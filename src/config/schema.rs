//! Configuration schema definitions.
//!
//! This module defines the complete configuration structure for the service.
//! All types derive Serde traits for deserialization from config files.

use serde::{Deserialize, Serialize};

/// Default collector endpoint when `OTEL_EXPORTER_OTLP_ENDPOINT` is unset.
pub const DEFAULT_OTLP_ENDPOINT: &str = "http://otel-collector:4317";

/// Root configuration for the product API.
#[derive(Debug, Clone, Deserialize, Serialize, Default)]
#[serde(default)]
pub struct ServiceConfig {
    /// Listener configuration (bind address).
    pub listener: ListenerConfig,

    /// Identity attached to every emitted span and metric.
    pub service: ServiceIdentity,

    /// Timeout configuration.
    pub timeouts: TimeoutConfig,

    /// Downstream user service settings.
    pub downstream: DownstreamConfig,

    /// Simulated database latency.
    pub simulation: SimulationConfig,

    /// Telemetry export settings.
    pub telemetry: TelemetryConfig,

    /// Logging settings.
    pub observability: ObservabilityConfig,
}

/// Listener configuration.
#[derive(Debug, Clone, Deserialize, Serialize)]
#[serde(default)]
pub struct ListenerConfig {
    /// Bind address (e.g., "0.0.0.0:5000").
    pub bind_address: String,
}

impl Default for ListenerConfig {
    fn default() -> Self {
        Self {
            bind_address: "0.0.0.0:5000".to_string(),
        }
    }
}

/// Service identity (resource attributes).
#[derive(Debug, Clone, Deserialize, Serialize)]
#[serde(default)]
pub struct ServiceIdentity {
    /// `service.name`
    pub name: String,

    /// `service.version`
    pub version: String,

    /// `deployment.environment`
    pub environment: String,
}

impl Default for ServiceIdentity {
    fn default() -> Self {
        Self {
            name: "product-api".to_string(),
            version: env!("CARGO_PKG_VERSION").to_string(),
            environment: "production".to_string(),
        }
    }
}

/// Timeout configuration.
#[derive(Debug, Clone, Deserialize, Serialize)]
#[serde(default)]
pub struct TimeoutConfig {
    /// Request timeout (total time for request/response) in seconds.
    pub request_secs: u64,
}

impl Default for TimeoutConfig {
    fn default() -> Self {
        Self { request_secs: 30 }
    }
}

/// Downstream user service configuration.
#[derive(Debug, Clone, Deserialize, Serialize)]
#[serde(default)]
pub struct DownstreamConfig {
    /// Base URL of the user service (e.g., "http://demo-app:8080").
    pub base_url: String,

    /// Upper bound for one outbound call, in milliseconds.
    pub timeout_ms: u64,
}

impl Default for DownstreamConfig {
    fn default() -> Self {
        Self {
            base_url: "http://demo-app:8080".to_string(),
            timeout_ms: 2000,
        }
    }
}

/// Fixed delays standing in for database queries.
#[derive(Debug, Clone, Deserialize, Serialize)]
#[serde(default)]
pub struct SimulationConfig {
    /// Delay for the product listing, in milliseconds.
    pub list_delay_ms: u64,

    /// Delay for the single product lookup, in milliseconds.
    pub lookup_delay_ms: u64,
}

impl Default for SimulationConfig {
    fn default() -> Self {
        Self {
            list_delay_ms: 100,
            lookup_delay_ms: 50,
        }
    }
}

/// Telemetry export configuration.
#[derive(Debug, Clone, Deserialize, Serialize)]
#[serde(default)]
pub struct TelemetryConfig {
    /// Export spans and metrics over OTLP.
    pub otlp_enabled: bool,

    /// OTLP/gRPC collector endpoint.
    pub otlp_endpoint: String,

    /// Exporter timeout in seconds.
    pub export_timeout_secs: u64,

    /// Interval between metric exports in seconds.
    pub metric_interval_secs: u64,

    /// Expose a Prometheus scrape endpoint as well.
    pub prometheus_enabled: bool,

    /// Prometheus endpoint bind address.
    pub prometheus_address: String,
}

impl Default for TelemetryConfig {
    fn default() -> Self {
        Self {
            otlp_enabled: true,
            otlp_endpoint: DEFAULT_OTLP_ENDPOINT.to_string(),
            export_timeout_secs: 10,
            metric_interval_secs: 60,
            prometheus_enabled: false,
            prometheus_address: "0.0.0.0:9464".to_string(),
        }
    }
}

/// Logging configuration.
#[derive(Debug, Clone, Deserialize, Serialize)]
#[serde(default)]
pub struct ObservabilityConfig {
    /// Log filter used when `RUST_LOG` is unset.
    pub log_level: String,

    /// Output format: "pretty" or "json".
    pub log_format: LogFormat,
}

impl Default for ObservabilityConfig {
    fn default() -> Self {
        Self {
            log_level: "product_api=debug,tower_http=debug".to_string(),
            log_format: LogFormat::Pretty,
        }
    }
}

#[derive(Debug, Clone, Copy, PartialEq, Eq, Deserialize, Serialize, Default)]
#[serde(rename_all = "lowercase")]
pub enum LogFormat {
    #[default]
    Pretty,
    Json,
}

# # #

● Goal of the exercise: Each line of the data should be transcribed exactly.

● Response to the exercise:
filename src/config/schema.rs
//! Configuration schema definitions.
//!
//! This module defines the complete configuration structure for the service.
//! All types derive Serde traits for deserialization from config files.

use serde::{Deserialize, Serialize};

/// Default collector endpoint when `OTEL_EXPORTER_OTLP_ENDPOINT` is unset.
pub const DEFAULT_OTLP_ENDPOINT: &str = "http://otel-collector:4317";

/// Root configuration for the product API.
#[derive(Debug, Clone, Deserialize, Serialize, Default)]
#[serde(default)]
pub struct ServiceConfig {
    /// Listener configuration (bind address).
    pub listener: ListenerConfig,

    /// Identity attached to every emitted span and metric.
    pub service: ServiceIdentity,

    /// Timeout configuration.
    pub timeouts: TimeoutConfig,

    /// Downstream user service settings.
    pub downstream: DownstreamConfig,

    /// Simulated database latency.
    pub simulation: SimulationConfig,

    /// Telemetry export settings.
    pub telemetry: TelemetryConfig,

    /// Logging settings.
    pub observability: ObservabilityConfig,
}

/// Listener configuration.
#[derive(Debug, Clone, Deserialize, Serialize)]
#[serde(default)]
pub struct ListenerConfig {
    /// Bind address (e.g., "0.0.0.0:5000").
    pub bind_address: String,
}

impl Default for ListenerConfig {
    fn default() -> Self {
        Self {
            bind_address: "0.0.0.0:5000".to_string(),
        }
    }
}

/// Service identity (resource attributes).
#[derive(Debug, Clone, Deserialize, Serialize)]
#[serde(default)]
pub struct ServiceIdentity {
    /// `service.name`
    pub name: String,

    /// `service.version`
    pub version: String,

    /// `deployment.environment`
    pub environment: String,
}

impl Default for ServiceIdentity {
    fn default() -> Self {
        Self {
            name: "product-api".to_string(),
            version: env!("CARGO_PKG_VERSION").to_string(),
            environment: "production".to_string(),
        }
    }
}

/// Timeout configuration.
#[derive(Debug, Clone, Deserialize, Serialize)]
#[serde(default)]
pub struct TimeoutConfig {
    /// Request timeout (total time for request/response) in seconds.
    pub request_secs: u64,
}

impl Default for TimeoutConfig {
    fn default() -> Self {
        Self { request_secs: 30 }
    }
}

/// Downstream user service configuration.
#[derive(Debug, Clone, Deserialize, Serialize)]
#[serde(default)]
pub struct DownstreamConfig {
    /// Base URL of the user service (e.g., "http://demo-app:8080").
    pub base_url: String,

    /// Upper bound for one outbound call, in milliseconds.
    pub timeout_ms: u64,
}

impl Default for DownstreamConfig {
    fn default() -> Self {
        Self {
            base_url: "http://demo-app:8080".to_string(),
            timeout_ms: 2000,
        }
    }
}

/// Fixed delays standing in for database queries.
#[derive(Debug, Clone, Deserialize, Serialize)]
#[serde(default)]
pub struct SimulationConfig {
    /// Delay for the product listing, in milliseconds.
    pub list_delay_ms: u64,

    /// Delay for the single product lookup, in milliseconds.
    pub lookup_delay_ms: u64,
}

impl Default for SimulationConfig {
    fn default() -> Self {
        Self {
            list_delay_ms: 100,
            lookup_delay_ms: 50,
        }
    }
}

/// Telemetry export configuration.
#[derive(Debug, Clone, Deserialize, Serialize)]
#[serde(default)]
pub struct TelemetryConfig {
    /// Export spans and metrics over OTLP.
    pub otlp_enabled: bool,

    /// OTLP/gRPC collector endpoint.
    pub otlp_endpoint: String,

    /// Exporter timeout in seconds.
    pub export_timeout_secs: u64,

    /// Interval between metric exports in seconds.
    pub metric_interval_secs: u64,

    /// Expose a Prometheus scrape endpoint as well.
    pub prometheus_enabled: bool,

    /// Prometheus endpoint bind address.
    pub prometheus_address: String,
}

impl Default for TelemetryConfig {
    fn default() -> Self {
        Self {
            otlp_enabled: true,
            otlp_endpoint: DEFAULT_OTLP_ENDPOINT.to_string(),
            export_timeout_secs: 10,
            metric_interval_secs: 60,
            prometheus_enabled: false,
            prometheus_address: "0.0.0.0:9464".to_string(),
        }
    }
}

/// Logging configuration.
#[derive(Debug, Clone, Deserialize, Serialize)]
#[serde(default)]
pub struct ObservabilityConfig {
    /// Log filter used when `RUST_LOG` is unset.
    pub log_level: String,

    /// Output format: "pretty" or "json".
    pub log_format: LogFormat,
}

impl Default for ObservabilityConfig {
    fn default() -> Self {
        Self {
            log_level: "product_api=debug,tower_http=debug".to_string(),
            log_format: LogFormat::Pretty,
        }
    }
}

#[derive(Debug, Clone, Copy, PartialEq, Eq, Deserialize, Serialize, Default)]
#[serde(rename_all = "lowercase")]
pub enum LogFormat {
    #[default]
    Pretty,
    Json,
}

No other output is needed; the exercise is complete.